### [INSTRUCTIONS FOR THE TASK]
Output only the lines below that start at the line containing "const BARE_CRYPTO_BASES: &[&str]" and end at the line containing "impl std::fmt::Display for Sentiment", with both ends kept.

### [RECORDS]
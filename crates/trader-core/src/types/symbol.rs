//! 자산 클래스 분류.
//!
//! 심볼 문자열만으로 자산 클래스를 추정합니다:
//! - `BTC/USD`, `ETHUSD`, `BTC` 같은 심볼은 암호화폐 (소수점 수량)
//! - 그 외 (`AAPL`, `TSLA`)는 주식 (정수 수량)

use serde::{Deserialize, Serialize};
use std::fmt;

/// 접미사 없이 보고되는 암호화폐 기준 자산.
const BARE_CRYPTO_BASES: &[&str] = &["BTC", "ETH", "SOL", "DOGE", "LTC", "AVAX"];

/// 자산 클래스.
#[derive(Debug, Clone, Copy, PartialEq, Eq, Hash, Serialize, Deserialize)]
#[serde(rename_all = "snake_case")]
pub enum AssetClass {
    /// 암호화폐 (24/7, 소수점 수량)
    Crypto,
    /// 주식 (정수 수량)
    Stock,
}

impl AssetClass {
    /// 심볼 문자열에서 자산 클래스를 추정합니다.
    pub fn classify(symbol: &str) -> Self {
        let upper = symbol.to_uppercase();
        if upper.contains('/') || upper.contains("USD") {
            return AssetClass::Crypto;
        }
        if BARE_CRYPTO_BASES.contains(&upper.as_str()) {
            return AssetClass::Crypto;
        }
        AssetClass::Stock
    }

    /// 소수점 수량 거래 여부.
    pub fn is_fractional(&self) -> bool {
        matches!(self, AssetClass::Crypto)
    }
}

impl fmt::Display for AssetClass {
    fn fmt(&self, f: &mut fmt::Formatter<'_>) -> fmt::Result {
        match self {
            AssetClass::Crypto => write!(f, "crypto"),
            AssetClass::Stock => write!(f, "stock"),
        }
    }
}

#[cfg(test)]
mod tests {
    use super::*;

    #[test]
    fn test_classify_crypto() {
        assert_eq!(AssetClass::classify("BTC/USD"), AssetClass::Crypto);
        assert_eq!(AssetClass::classify("ETHUSD"), AssetClass::Crypto);
        assert_eq!(AssetClass::classify("btc"), AssetClass::Crypto);
        assert!(AssetClass::classify("SOL/USDT").is_fractional());
    }

    #[test]
    fn test_classify_stock() {
        assert_eq!(AssetClass::classify("AAPL"), AssetClass::Stock);
        assert_eq!(AssetClass::classify("NVDA"), AssetClass::Stock);
        assert!(!AssetClass::Stock.is_fractional());
    }

    #[test]
    fn test_display() {
        assert_eq!(AssetClass::Crypto.to_string(), "crypto");
        assert_eq!(AssetClass::Stock.to_string(), "stock");
    }
}
//! 트레이딩 시그널 라벨과 결정 규칙.
//!
//! 이 모듈은 시그널 소스가 반환하는 라벨과 이를 매매 결정으로 바꾸는 규칙을 정의합니다:
//! - `Sentiment` - 뉴스/센티먼트 라벨
//! - `TechnicalSignal` - 기술적 지표 라벨
//! - `TradeSignal` - 최종 매매 결정 (Buy/Sell/Hold)

use crate::domain::Side;
use serde::{Deserialize, Serialize};

/// 센티먼트 라벨.
#[derive(Debug, Clone, Copy, PartialEq, Eq, Serialize, Deserialize)]
#[serde(rename_all = "lowercase")]
pub enum Sentiment {
    /// 강세
    Bullish,
    /// 약세
    Bearish,
    /// 중립
    Neutral,
}

impl std::fmt::Display for Sentiment {
    fn fmt(&self, f: &mut std::fmt::Formatter<'_>) -> std::fmt::Result {
        match self {
            Sentiment::Bullish => write!(f, "Bullish"),
            Sentiment::Bearish => write!(f, "Bearish"),
            Sentiment::Neutral => write!(f, "Neutral"),
        }
    }
}

/// 기술적 시그널 라벨.
#[derive(Debug, Clone, Copy, PartialEq, Eq, Serialize, Deserialize)]
#[serde(rename_all = "lowercase")]
pub enum TechnicalSignal {
    /// 매수
    Buy,
    /// 매도
    Sell,
    /// 관망
    Hold,
}

impl std::fmt::Display for TechnicalSignal {
    fn fmt(&self, f: &mut std::fmt::Formatter<'_>) -> std::fmt::Result {
        match self {
            TechnicalSignal::Buy => write!(f, "Buy"),
            TechnicalSignal::Sell => write!(f, "Sell"),
            TechnicalSignal::Hold => write!(f, "Hold"),
        }
    }
}

/// 최종 매매 결정.
#[derive(Debug, Clone, Copy, PartialEq, Eq, Serialize, Deserialize)]
#[serde(rename_all = "lowercase")]
pub enum TradeSignal {
    /// 매수
    Buy,
    /// 매도
    Sell,
    /// 관망 (아무것도 하지 않음)
    Hold,
}

impl TradeSignal {
    /// 센티먼트와 기술적 시그널을 결합합니다.
    ///
    /// 매수는 강세 센티먼트와 매수 시그널이 모두 필요하고,
    /// 매도는 약세 센티먼트만으로 결정됩니다.
    pub fn decide(sentiment: Sentiment, technical: TechnicalSignal) -> Self {
        match (sentiment, technical) {
            (Sentiment::Bullish, TechnicalSignal::Buy) => TradeSignal::Buy,
            (Sentiment::Bearish, _) => TradeSignal::Sell,
            _ => TradeSignal::Hold,
        }
    }

    /// 주문 방향. Hold는 `None`.
    pub fn side(&self) -> Option<Side> {
        match self {
            TradeSignal::Buy => Some(Side::Buy),
            TradeSignal::Sell => Some(Side::Sell),
            TradeSignal::Hold => None,
        }
    }

    /// Hold 여부.
    pub fn is_hold(&self) -> bool {
        matches!(self, TradeSignal::Hold)
    }
}

impl std::fmt::Display for TradeSignal {
    fn fmt(&self, f: &mut std::fmt::Formatter<'_>) -> std::fmt::Result {
        match self {
            TradeSignal::Buy => write!(f, "Buy"),
            TradeSignal::Sell => write!(f, "Sell"),
            TradeSignal::Hold => write!(f, "Hold"),
        }
    }
}
//! # Trader Core
//!
//! 자율 트레이딩 에이전트의 핵심 도메인 모델 및 타입을 제공합니다.
//!
//! 이 크레이트는 에이전트 전반에서 사용되는 기본 타입을 제공합니다:
//! - 주문 방향, 주문 요청 및 접수 결과
//! - 실행 거래소가 보고하는 라이브 포지션 미러
//! - 시그널 라벨 (센티먼트, 기술적 시그널) 및 결정 규칙
//! - 외부 협력자 trait (`ExecutionGateway`, `SignalSource`, `PortfolioStore`)
//! - 에러 분류 체계
//! - 설정 헬퍼 및 로깅 인프라

pub mod config;
pub mod domain;
pub mod error;
pub mod logging;
pub mod types;

pub use config::*;
pub use domain::*;
pub use error::*;
pub use logging::*;
pub use types::*;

### [EXERCISE SOLUTION]
const BARE_CRYPTO_BASES: &[&str] = &["BTC", "ETH", "SOL", "DOGE", "LTC", "AVAX"];

/// 자산 클래스.
#[derive(Debug, Clone, Copy, PartialEq, Eq, Hash, Serialize, Deserialize)]
#[serde(rename_all = "snake_case")]
pub enum AssetClass {
    /// 암호화폐 (24/7, 소수점 수량)
    Crypto,
    /// 주식 (정수 수량)
    Stock,
}

impl AssetClass {
    /// 심볼 문자열에서 자산 클래스를 추정합니다.
    pub fn classify(symbol: &str) -> Self {
        let upper = symbol.to_uppercase();
        if upper.contains('/') || upper.contains("USD") {
            return AssetClass::Crypto;
        }
        if BARE_CRYPTO_BASES.contains(&upper.as_str()) {
            return AssetClass::Crypto;
        }
        AssetClass::Stock
    }

    /// 소수점 수량 거래 여부.
    pub fn is_fractional(&self) -> bool {
        matches!(self, AssetClass::Crypto)
    }
}

impl fmt::Display for AssetClass {
    fn fmt(&self, f: &mut fmt::Formatter<'_>) -> fmt::Result {
        match self {
            AssetClass::Crypto => write!(f, "crypto"),
            AssetClass::Stock => write!(f, "stock"),
        }
    }
}

#[cfg(test)]
mod tests {
    use super::*;

    #[test]
    fn test_classify_crypto() {
        assert_eq!(AssetClass::classify("BTC/USD"), AssetClass::Crypto);
        assert_eq!(AssetClass::classify("ETHUSD"), AssetClass::Crypto);
        assert_eq!(AssetClass::classify("btc"), AssetClass::Crypto);
        assert!(AssetClass::classify("SOL/USDT").is_fractional());
    }

    #[test]
    fn test_classify_stock() {
        assert_eq!(AssetClass::classify("AAPL"), AssetClass::Stock);
        assert_eq!(AssetClass::classify("NVDA"), AssetClass::Stock);
        assert!(!AssetClass::Stock.is_fractional());
    }

    #[test]
    fn test_display() {
        assert_eq!(AssetClass::Crypto.to_string(), "crypto");
        assert_eq!(AssetClass::Stock.to_string(), "stock");
    }
}
//! 트레이딩 시그널 라벨과 결정 규칙.
//!
//! 이 모듈은 시그널 소스가 반환하는 라벨과 이를 매매 결정으로 바꾸는 규칙을 정의합니다:
//! - `Sentiment` - 뉴스/센티먼트 라벨
//! - `TechnicalSignal` - 기술적 지표 라벨
//! - `TradeSignal` - 최종 매매 결정 (Buy/Sell/Hold)

use crate::domain::Side;
use serde::{Deserialize, Serialize};

/// 센티먼트 라벨.
#[derive(Debug, Clone, Copy, PartialEq, Eq, Serialize, Deserialize)]
#[serde(rename_all = "lowercase")]
pub enum Sentiment {
    /// 강세
    Bullish,
    /// 약세
    Bearish,
    /// 중립
    Neutral,
}

impl std::fmt::Display for Sentiment {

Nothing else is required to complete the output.